5. Mir scheint, dass Junior über eine gewisse Endspielschwäche verfügt. Die beiden Endspielniederlagen gegen Shredder 4 zum Beispiel waren vermeidbar und wären einigen anderen Programmen nicht unterlaufen. Besonders das Endspiel mit den gleichfarbigen Läufern, in dem Junior die eigenen Bauern genau auf die falschen Felder gestellt hat, lässt fehlendes Grundwissen vermuten.


Alles in allem verfügt Junior 7 über einen sehr interessanten Spielstil. Wenn man ihn lässt, greift er nachhaltig den König an und nimmt dafür schon mal positionelle oder materielle Nachteile in Kauf. Es scheint, dass Junior nach Inititative und Dynamik strebt, den Gegner immer wieder verwirrt und kaum zur Ruhe kommen lässt. Es sieht weiterhin so aus, dass Junior für einen erfolgreichen Angriff die Damen benötigt.

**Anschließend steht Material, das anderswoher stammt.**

// ---------------------------------------------------------------------------
// Condition evaluation
// ---------------------------------------------------------------------------

impl EvalContext<'_> {
    /// Evaluate a condition expression against the item, returning `true` or `false`.
    ///
    /// # Errors
    ///
    /// Returns `ExpressionError` if attribute references cannot be resolved or
    /// types are incompatible.
    pub fn evaluate(&self, expr: &Expr) -> Result<bool, ExpressionError> {
        match expr {
            Expr::Compare { left, op, right } => self.eval_compare(left, *op, right),
            Expr::Between { value, low, high } => self.eval_between(value, low, high),
            Expr::In { value, list } => self.eval_in(value, list),
            Expr::Logical { op, left, right } => self.eval_logical(*op, left, right),
            Expr::Not(inner) => self.evaluate(inner).map(|v| !v),
            Expr::Function { name, args } => self.eval_function(*name, args),
        }
    }

    fn eval_compare(
        &self,
        left: &Operand,
        op: CompareOp,
        right: &Operand,
    ) -> Result<bool, ExpressionError> {
        let lval = self.resolve_operand(left)?;
        let rval = self.resolve_operand(right)?;

        let (Some(lv), Some(rv)) = (&lval, &rval) else {
            // DynamoDB behavior: missing attributes are never equal to anything
            // (not even to another missing attribute). For `<>` (Ne), a missing
            // attribute is always "not equal" to anything. For all other
            // operators, a missing attribute yields false.
            return Ok(matches!(op, CompareOp::Ne));
        };

        // For ordering operators, validate that query-constant operands have
        // types that support ordering. If a constant has an unsupported type
        // (e.g., list), this is a ValidationException. If the unsupported type
        // comes from an item attribute, comparison simply returns false.
        if is_ordering_op(op) {
            let op_name = op.to_string();
            validate_ordering_operand_type(left, lv, &op_name)?;
            validate_ordering_operand_type(right, rv, &op_name)?;
        }

        compare_values(lv, rv, op)
    }

    fn eval_between(
        &self,
        value: &Operand,
        low: &Operand,
        high: &Operand,
    ) -> Result<bool, ExpressionError> {
        let v = self.resolve_operand(value)?;
        let lo = self.resolve_operand(low)?;
        let hi = self.resolve_operand(high)?;

        let (Some(v), Some(lo), Some(hi)) = (&v, &lo, &hi) else {
            return Ok(false);
        };

        // BETWEEN uses ordering comparisons, so validate query-constant types.
        validate_ordering_operand_type(value, v, "BETWEEN")?;
        validate_ordering_operand_type(low, lo, "BETWEEN")?;
        validate_ordering_operand_type(high, hi, "BETWEEN")?;

        // If both bounds come from query constants, validate their types match
        // and the bounds are in the correct order (low <= high).
        if is_query_constant(low) && is_query_constant(high) {
            if std::mem::discriminant(lo) != std::mem::discriminant(hi) {
                return Err(ExpressionError::TypeMismatch {
                    message: "BETWEEN bounds must have the same type when both \
                              are expression attribute values"
                        .to_owned(),
                });
            }
            // Check ordering: if low > high, it is a ValidationException.
            if compare_values(lo, hi, CompareOp::Gt)? {
                return Err(ExpressionError::TypeMismatch {
                    message: "BETWEEN bounds are in wrong order; \
                              low bound must be less than or equal to high bound"
                        .to_owned(),
                });
            }
        }

        let ge_low = compare_values(v, lo, CompareOp::Ge)?;
        let le_high = compare_values(v, hi, CompareOp::Le)?;
        Ok(ge_low && le_high)
    }

    fn eval_in(&self, value: &Operand, list: &[Operand]) -> Result<bool, ExpressionError> {
        let v = self.resolve_operand(value)?;
        let Some(v) = &v else {
            return Ok(false);
        };
        for item in list {
            let item_val = self.resolve_operand(item)?;
            if let Some(iv) = &item_val {
                if compare_values(v, iv, CompareOp::Eq)? {
                    return Ok(true);
                }
            }
        }
        Ok(false)
    }

    fn eval_logical(
        &self,
        op: LogicalOp,
        left: &Expr,
        right: &Expr,
    ) -> Result<bool, ExpressionError> {
        match op {
            LogicalOp::And => {
                if !self.evaluate(left)? {
                    return Ok(false);
                }
                self.evaluate(right)
            }
            LogicalOp::Or => {
                if self.evaluate(left)? {
                    return Ok(true);
                }
                self.evaluate(right)
            }
        }
    }

    fn eval_function(&self, name: FunctionName, args: &[Operand]) -> Result<bool, ExpressionError> {
        match name {
            FunctionName::AttributeExists => {
                let path = operand_as_path(&args[0], "attribute_exists")?;
                Ok(self.resolve_path(path).is_some())
            }
            FunctionName::AttributeNotExists => {
                let path = operand_as_path(&args[0], "attribute_not_exists")?;
                Ok(self.resolve_path(path).is_none())
            }
            FunctionName::AttributeType => {
                // The second argument must be an expression attribute value (`:name`),
                // not an item attribute path.
                let type_val = match &args[1] {
                    Operand::Value(_) => self.resolve_operand(&args[1])?,
                    _ => {
                        return Err(ExpressionError::InvalidOperand {
                            operation: "attribute_type".to_owned(),
                            message: "second argument must be an expression attribute value"
                                .to_owned(),
                        });
                    }
                };
                let Some(AttributeValue::S(expected_type)) = type_val else {
                    return Err(ExpressionError::TypeMismatch {
                        message: "attribute_type second argument must be a string".to_owned(),
                    });
                };

                // Validate the type string against known DynamoDB type descriptors.
                if !is_valid_type_descriptor(&expected_type) {
                    return Err(ExpressionError::TypeMismatch {
                        message: format!(
                            "Invalid type: {expected_type}. \
                             Valid types: S, SS, N, NS, B, BS, BOOL, NULL, L, M"
                        ),
                    });
                }

                // The first argument can be a path OR an expression attribute value.
                let attr_val = self.resolve_operand(&args[0])?;
                match attr_val {
                    Some(val) => Ok(val.type_descriptor() == expected_type),
                    None => Ok(false),
                }
            }
            FunctionName::BeginsWith => {
                let lval = self.resolve_operand(&args[0])?;
                let rval = self.resolve_operand(&args[1])?;

                // First pass: check query constants for type validation errors.
                // Query constants with unsupported types always produce
                // ValidationException, regardless of item attribute types.
                for (operand, resolved) in [(&args[0], &lval), (&args[1], &rval)] {
                    if let Some(v) = resolved {
                        if !matches!(v, AttributeValue::S(_) | AttributeValue::B(_))
                            && is_query_constant(operand)
                        {
                            return Err(ExpressionError::InvalidOperand {
                                operation: "begins_with".to_owned(),
                                message: format!(
                                    "Incorrect operand type for operator or function; \
                                     operator or function: begins_with, operand type: {td}",
                                    td = v.type_descriptor()
                                ),
                            });
                        }
                    }
                }

                let Some(attr) = lval else {
                    return Ok(false);
                };
                match (&attr, &rval) {
                    (AttributeValue::S(s), Some(AttributeValue::S(prefix))) => {
                        Ok(s.starts_with(prefix.as_str()))
                    }
                    (AttributeValue::B(b), Some(AttributeValue::B(prefix))) => {
                        Ok(b.starts_with(prefix.as_ref()))
                    }
                    _ => Ok(false),
                }
            }
            FunctionName::Contains => self.eval_contains(args),
            FunctionName::Size => Err(ExpressionError::InvalidOperand {
                operation: "condition".to_owned(),
                message: "size() cannot be used as a standalone condition; use it in a comparison"
                    .to_owned(),
            }),
        }
    }

    fn eval_contains(&self, args: &[Operand]) -> Result<bool, ExpressionError> {
        let path = operand_as_path(&args[0], "contains")?;
        let search_val = self.resolve_operand(&args[1])?;
        let Some(attr) = self.resolve_path(path) else {
            return Ok(false);
        };
        let Some(search) = search_val else {
            return Ok(false);
        };
        match (attr, &search) {
            (AttributeValue::S(s), AttributeValue::S(sub)) => Ok(s.contains(sub.as_str())),
            (AttributeValue::B(b), AttributeValue::B(sub)) => {
                // Binary contains: check if b contains sub as a contiguous subsequence.
                Ok(b.windows(sub.len()).any(|window| window == sub.as_ref()))
            }
            (AttributeValue::Ss(set), AttributeValue::S(val))
            | (AttributeValue::Ns(set), AttributeValue::N(val)) => Ok(set.contains(val)),
            (AttributeValue::Bs(set), AttributeValue::B(val)) => Ok(set.contains(val)),
            (AttributeValue::L(list), _) => Ok(list.contains(&search)),
            _ => Ok(false),
        }
    }
}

Sind die Damen vom Brett, sinkt die Gewinnquote.
Einen Vergleich mit GambitTiger 2, dem erfolgreichsten angriffsfreudigen Vertreter seiner Gilde, kann Junior jedoch nicht für sich entscheiden. Junior produziert hin und wieder ebenfalls sehenswwerte Kurzpartien, des Tigers Angriffe sind positionell aber gesünder. Falls sie nicht greifen, hat der Tiger immer noch ein solides positionelles Fundament und vor allem die notwendige Endspielstärke, um Partien noch zu halten oder gar zu gewinnen. Von dieser Ausgewogenheit ist bei Junior nichts zu sehen, vor allem das Endspiel bereitet noch Sorgen. Dafür scheint mir Junior generell ein etwas dynamischeres Mittelspiel als der Tiger zu haben. Es ist nicht so fixiert auf den gegnerischen König. Wenn es die Stellung erfordert, wird auch am Damenflügel gespielt.
Der Begriff Kaffeehaus-Schach wurde schon geäussert, mich stört jedoch am meisten, dass Junior völlig unberechenbar ist. Beim Tiger kann man sich fast sicher sein, dass die Partie mindestens remis endet, bei Junior ist die Chance, dass er die Partie verliert, wesentlich grösser. Nichtsdestotrotz bietet Junior nervenaufreibendes Schach auf höchstem Niveau, bei dem selten Langeweile aufkommt, und stellt eine äusserst interessante Bereicherung an Computerschachprogrammen dar.